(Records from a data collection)
☆ ☆ ☆ ☆ ☆ ☆ ☆

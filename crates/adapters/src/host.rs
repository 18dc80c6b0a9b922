//! Host counter sources.

use scantel_ports::{CpuTimes, CpuTimesPort};
use scantel_shared::{ErrorEnvelope, Result};
use std::path::{Path, PathBuf};
use thiserror::Error;

const SYSTEM_PROC_STAT: &str = "/proc/stat";
const USER_FIELD: usize = 1;
const SYSTEM_FIELD: usize = 3;
const IOWAIT_FIELD: usize = 5;
const MIN_TOKENS: usize = IOWAIT_FIELD + 1;

/// Failures reading or parsing a `/proc/stat` style file.
#[derive(Debug, Error)]
pub enum ProcStatError {
    /// The source file could not be read.
    #[error("read {path}: {source}", path = path.display())]
    Read {
        /// File that failed.
        path: PathBuf,
        /// Underlying I/O error.
        #[source]
        source: std::io::Error,
    },
    /// No line starts with the `cpu` token.
    #[error("no aggregate `cpu ` line")]
    MissingCpuLine,
    /// The aggregate line stops before the iowait field.
    #[error("aggregate cpu line has {found} fields, need at least {MIN_TOKENS}")]
    TooFewFields {
        /// Tokens present, including the `cpu` label.
        found: usize,
    },
    /// A required field is not a `u64`.
    #[error("cpu field {index} is not an unsigned integer: {value:?}")]
    InvalidField {
        /// Token index within the line.
        index: usize,
        /// Raw token.
        value: String,
    },
}

impl From<ProcStatError> for ErrorEnvelope {
    fn from(error: ProcStatError) -> Self {
        let message = error.to_string();
        match error {
            ProcStatError::Read { path, source } => {
                Self::from(source).with_metadata("path", path.display().to_string())
            },
            ProcStatError::MissingCpuLine => Self::parse(message),
            ProcStatError::TooFewFields { found } => {
                Self::parse(message).with_metadata("fields", found.to_string())
            },
            ProcStatError::InvalidField { index, .. } => {
                Self::parse(message).with_metadata("field", index.to_string())
            },
        }
    }
}

/// Extract user, system, and iowait jiffies from `/proc/stat` contents.
///
/// Only the aggregate line (first token exactly `cpu`) is read. Per-core
/// lines are ignored.
pub fn parse_proc_stat(contents: &str) -> std::result::Result<CpuTimes, ProcStatError> {
    let tokens: Vec<&str> = contents
        .lines()
        .map(|line| line.split_whitespace().collect::<Vec<_>>())
        .find(|tokens| tokens.first() == Some(&"cpu"))
        .ok_or(ProcStatError::MissingCpuLine)?;

    if tokens.len() < MIN_TOKENS {
        return Err(ProcStatError::TooFewFields {
            found: tokens.len(),
        });
    }

    let field = |index: usize| {
        let raw = tokens.get(index).copied().unwrap_or_default();
        raw.parse::<u64>().map_err(|_| ProcStatError::InvalidField {
            index,
            value: raw.to_string(),
        })
    };

    Ok(CpuTimes {
        user: field(USER_FIELD)?,
        system: field(SYSTEM_FIELD)?,
        iowait: field(IOWAIT_FIELD)?,
    })
}

/// Reads CPU totals from a `/proc/stat` formatted file on every call.
#[derive(Debug, Clone)]
pub struct ProcStatReader {
    path: PathBuf,
}

impl ProcStatReader {
    /// Reader over an arbitrary path (fixtures, containers with remapped proc).
    pub fn new(path: impl Into<PathBuf>) -> Self {
        Self { path: path.into() }
    }

    /// Reader over the host's `/proc/stat`.
    #[must_use]
    pub fn system() -> Self {
        Self::new(SYSTEM_PROC_STAT)
    }

    /// Source path.
    #[must_use]
    pub fn path(&self) -> &Path {
        &self.path
    }

    fn read(&self) -> std::result::Result<CpuTimes, ProcStatError> {
        let contents =
            std::fs::read_to_string(&self.path).map_err(|source| ProcStatError::Read {
                path: self.path.clone(),
                source,
            })?;
        parse_proc_stat(&contents)
    }
}

impl CpuTimesPort for ProcStatReader {
    fn read_cpu_times(&self) -> Result<CpuTimes> {
        Ok(self.read()?)
    }
}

☆ ☆ ☆ ☆ ☆ ☆ ☆

- [Aim of the exercise]: Pull every line containing the word "impl" out of the entries above.

- [Your response]:
impl From<ProcStatError> for ErrorEnvelope {
impl ProcStatReader {
    pub fn new(path: impl Into<PathBuf>) -> Self {
impl CpuTimesPort for ProcStatReader {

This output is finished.